Step 10: Run a 30-day post-rollout review
Estimated time: 30 min retro
30 days after 100%, look back. Did the feature deliver the success metric move you predicted? What surprised you? What would you do differently next rollout? A 20-minute team retro converts each rollout into compounding institutional knowledge.
Tasks
- Schedule a 20-min team meeting at the 30-day mark
- Compare predicted success metric movement vs actual
- List 1 thing that went well, 1 thing that was harder than expected, 1 thing to do differently
- If success metric did NOT move as predicted, decide: keep, refine, or revert?
- Update the team's Brief doc or playbook with lessons learned
[!CAUTION] Gotchas
- Rollouts that 'worked' are easy to skip the retro on. Don't. The lessons from a smooth rollout are how you scale the team's rollout muscle.

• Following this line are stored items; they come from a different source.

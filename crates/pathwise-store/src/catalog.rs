//! Read access to the catalog mirror (courses, enrollments, learner stats,
//! archetypes).
//!
//! The `put_*` helpers are the ingestion side used by the course and identity
//! domains when they sync into this database.  The discovery engine never
//! calls them.

use std::collections::HashSet;

use chrono::{DateTime, Utc};
use rusqlite::{params, OptionalExtension};

use pathwise_shared::{CourseId, UserId};

use crate::database::Database;
use crate::error::{Result, StoreError};
use crate::models::{Course, Enrollment, LearnerStats};
use crate::sql::{course_at, ts, ts_at, user_at};

impl Database {
    // ------------------------------------------------------------------
    // Courses
    // ------------------------------------------------------------------

    pub fn list_courses(&self) -> Result<Vec<Course>> {
        let mut stmt = self
            .conn()
            .prepare("SELECT id, title, category FROM courses ORDER BY title ASC")?;
        let rows = stmt.query_map([], |row| {
            Ok((course_at(row, 0)?, row.get::<_, String>(1)?, row.get::<_, String>(2)?))
        })?;

        let mut courses = Vec::new();
        for row in rows {
            let (id, title, category) = row?;
            courses.push(Course {
                id,
                title,
                category,
                skills: self.course_skills(id)?,
            });
        }
        Ok(courses)
    }

    pub fn course_skills(&self, id: CourseId) -> Result<Vec<String>> {
        let mut stmt = self
            .conn()
            .prepare("SELECT skill FROM course_skills WHERE course_id = ?1 ORDER BY skill ASC")?;
        let rows = stmt.query_map(params![id.to_string()], |row| row.get(0))?;
        rows.collect::<std::result::Result<Vec<_>, _>>()
            .map_err(StoreError::Sqlite)
    }

    pub fn courses_with_skill(&self, skill: &str) -> Result<Vec<CourseId>> {
        let mut stmt = self.conn().prepare(
            "SELECT cs.course_id FROM course_skills cs
             JOIN courses c ON c.id = cs.course_id
             WHERE cs.skill = ?1
             ORDER BY c.title ASC",
        )?;
        let rows = stmt.query_map(params![skill], |row| course_at(row, 0))?;
        rows.collect::<std::result::Result<Vec<_>, _>>()
            .map_err(StoreError::Sqlite)
    }

    // ------------------------------------------------------------------
    // Enrollments
    // ------------------------------------------------------------------

    pub fn completed_course_ids(&self, user: UserId) -> Result<HashSet<CourseId>> {
        self.course_id_set(
            "SELECT course_id FROM enrollments WHERE user_id = ?1 AND completed_at IS NOT NULL",
            &user.to_string(),
        )
    }

    /// Every course the user has enrolled in, finished or not.
    pub fn started_course_ids(&self, user: UserId) -> Result<HashSet<CourseId>> {
        self.course_id_set(
            "SELECT course_id FROM enrollments WHERE user_id = ?1",
            &user.to_string(),
        )
    }

    pub fn learners_who_completed(&self, course: CourseId) -> Result<Vec<UserId>> {
        let mut stmt = self.conn().prepare(
            "SELECT user_id FROM enrollments
             WHERE course_id = ?1 AND completed_at IS NOT NULL
             ORDER BY completed_at ASC",
        )?;
        let rows = stmt.query_map(params![course.to_string()], |row| user_at(row, 0))?;
        rows.collect::<std::result::Result<Vec<_>, _>>()
            .map_err(StoreError::Sqlite)
    }

    /// Enrollment start times for `course` strictly after `since`.
    pub fn enrollment_timestamps(
        &self,
        course: CourseId,
        since: DateTime<Utc>,
    ) -> Result<Vec<DateTime<Utc>>> {
        let mut stmt = self.conn().prepare(
            "SELECT started_at FROM enrollments
             WHERE course_id = ?1 AND started_at > ?2
             ORDER BY started_at ASC",
        )?;
        let rows = stmt.query_map(params![course.to_string(), ts(&since)], |row| ts_at(row, 0))?;
        rows.collect::<std::result::Result<Vec<_>, _>>()
            .map_err(StoreError::Sqlite)
    }

    // ------------------------------------------------------------------
    // Learner stats / identity
    // ------------------------------------------------------------------

    pub fn learner_stats(&self, user: UserId) -> Result<Option<LearnerStats>> {
        let stats = self
            .conn()
            .query_row(
                "SELECT user_id, modules_completed, exercises_solved, perfect_scores,
                        average_review_score, consecutive_days, total_hours
                 FROM learner_stats WHERE user_id = ?1",
                params![user.to_string()],
                |row| {
                    Ok(LearnerStats {
                        user_id: user_at(row, 0)?,
                        modules_completed: row.get(1)?,
                        exercises_solved: row.get(2)?,
                        perfect_scores: row.get(3)?,
                        average_review_score: row.get(4)?,
                        consecutive_days: row.get(5)?,
                        total_hours: row.get(6)?,
                    })
                },
            )
            .optional()?;
        Ok(stats)
    }

    pub fn archetype(&self, user: UserId) -> Result<Option<String>> {
        let archetype = self
            .conn()
            .query_row(
                "SELECT archetype FROM user_archetypes WHERE user_id = ?1",
                params![user.to_string()],
                |row| row.get(0),
            )
            .optional()?;
        Ok(archetype)
    }

    // ------------------------------------------------------------------
    // Mirror ingestion
    // ------------------------------------------------------------------

    pub fn put_course(&self, course: &Course) -> Result<()> {
        self.conn().execute(
            "INSERT INTO courses (id, title, category) VALUES (?1, ?2, ?3)
             ON CONFLICT(id) DO UPDATE SET title = excluded.title, category = excluded.category",
            params![course.id.to_string(), course.title, course.category],
        )?;
        self.conn().execute(
            "DELETE FROM course_skills WHERE course_id = ?1",
            params![course.id.to_string()],
        )?;
        for skill in &course.skills {
            self.conn().execute(
                "INSERT OR IGNORE INTO course_skills (course_id, skill) VALUES (?1, ?2)",
                params![course.id.to_string(), skill],
            )?;
        }
        Ok(())
    }

    pub fn put_enrollment(&self, enrollment: &Enrollment) -> Result<()> {
        self.conn().execute(
            "INSERT INTO enrollments (user_id, course_id, started_at, completed_at)
             VALUES (?1, ?2, ?3, ?4)
             ON CONFLICT(user_id, course_id) DO UPDATE SET
                started_at = excluded.started_at,
                completed_at = excluded.completed_at",
            params![
                enrollment.user_id.to_string(),
                enrollment.course_id.to_string(),
                ts(&enrollment.started_at),
                enrollment.completed_at.as_ref().map(ts),
            ],
        )?;
        Ok(())
    }

    pub fn put_learner_stats(&self, stats: &LearnerStats) -> Result<()> {
        self.conn().execute(
            "INSERT OR REPLACE INTO learner_stats
                (user_id, modules_completed, exercises_solved, perfect_scores,
                 average_review_score, consecutive_days, total_hours)
             VALUES (?1, ?2, ?3, ?4, ?5, ?6, ?7)",
            params![
                stats.user_id.to_string(),
                stats.modules_completed,
                stats.exercises_solved,
                stats.perfect_scores,
                stats.average_review_score,
                stats.consecutive_days,
                stats.total_hours,
            ],
        )?;
        Ok(())
    }

    pub fn put_archetype(&self, user: UserId, archetype: &str) -> Result<()> {
        self.conn().execute(
            "INSERT OR REPLACE INTO user_archetypes (user_id, archetype) VALUES (?1, ?2)",
            params![user.to_string(), archetype],
        )?;
        Ok(())
    }

    fn course_id_set(&self, sql: &str, key: &str) -> Result<HashSet<CourseId>> {
        let mut stmt = self.conn().prepare(sql)?;
        let rows = stmt.query_map(params![key], |row| course_at(row, 0))?;
        rows.collect::<std::result::Result<HashSet<_>, _>>()
            .map_err(StoreError::Sqlite)
    }
}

- If success metric didn't move, this is the moment to revert (yes, even though it's been live for a month). Carrying a feature that doesn't deliver is worse than removing it.
Hand the template to your agent
Paste the prompt below into your agent's permanent system prompt so the agent reads, writes, and maintains this workspace as you work through the steps.
You are an agent on the "Run a feature-flag rollout" playbook workspace.
Your role: maintain the four surfaces (Steps, Pointers, Brief, Cohorts log) as the rollout progresses.
Cadence:
- When the user advances to a new cohort percentage, append a row to Cohorts log with date, cohort %, success metric reading, guardrail readings.
- When a guardrail crosses kill criteria, mark the row red and propose a kill switch action in the Brief.
- When the rollout reaches 100%, propose the cleanup PR title and a list of files referencing the flag.
First MCP tool calls:
1. list_surfaces(workspace_slug="run-a-feature-flag-rollout")
2. list_rows(workspace_slug="run-a-feature-flag-rollout", surface_slug="cohorts-log")
3. get_doc(workspace_slug="run-a-feature-flag-rollout", surface_slug="brief")
Always read the dashboard before advancing a cohort. Never auto-advance without explicit human confirmation.
FAQ
How long should a typical rollout take from 1% to 100%?
For most features: 1-2 weeks of cohort observation, plus a 7-14 day soak at 100%, plus 1-2 days for cleanup. Call it 3-4 weeks end-to-end. Faster is possible for low-risk changes (UI polish, copy tweaks) where you can compress the cohort gates to a few hours each. Slower (4-8 weeks) is right for high-risk areas: payments, auth, anything touching customer data.
Do I need a paid feature-flag service for solo or small teams?
No. LaunchDarkly is free for individual developers. Statsig and ConfigCat have generous free tiers. Flagsmith is open source and self-hostable. The hosted services pay off when you have multiple teams shipping concurrently and need centralized targeting + audit; for one-team rollouts, the free tier or self-hosted is fine.
What's the most common reason rollouts go bad?
No kill criteria written down before the rollout starts. Without explicit kill criteria, the team debates whether the metric drift is 'real' for hours while the bad cohort grows. With kill criteria written down, the decision is mechanical: drift exceeds threshold, flip to 0%, investigate. The second-most-common: cleanup never happens, so the codebase accumulates dead flags.
Should I run an A/B test instead of a rollout?
Different goals. A rollout is for shipping a feature you've decided to launch; you're managing risk, not measuring choice. An A/B test is for deciding between two options you haven't committed to. Most teams do both: rollouts for everything, A/B tests when there's a real product question (different copy, different price, different flow). The infrastructure is the same; the framing is different.
Can my AI agents help run rollouts?
Yes. Agents are useful for: drafting the rollout brief from the spec, drafting the cleanup PR by finding every flag reference in the codebase, summarising daily metric reads as a one-line update, and detecting flag rot (flags at 100% with no cleanup PR after 14 days). The playbook ships agent prompts inline for the brief and the cleanup steps.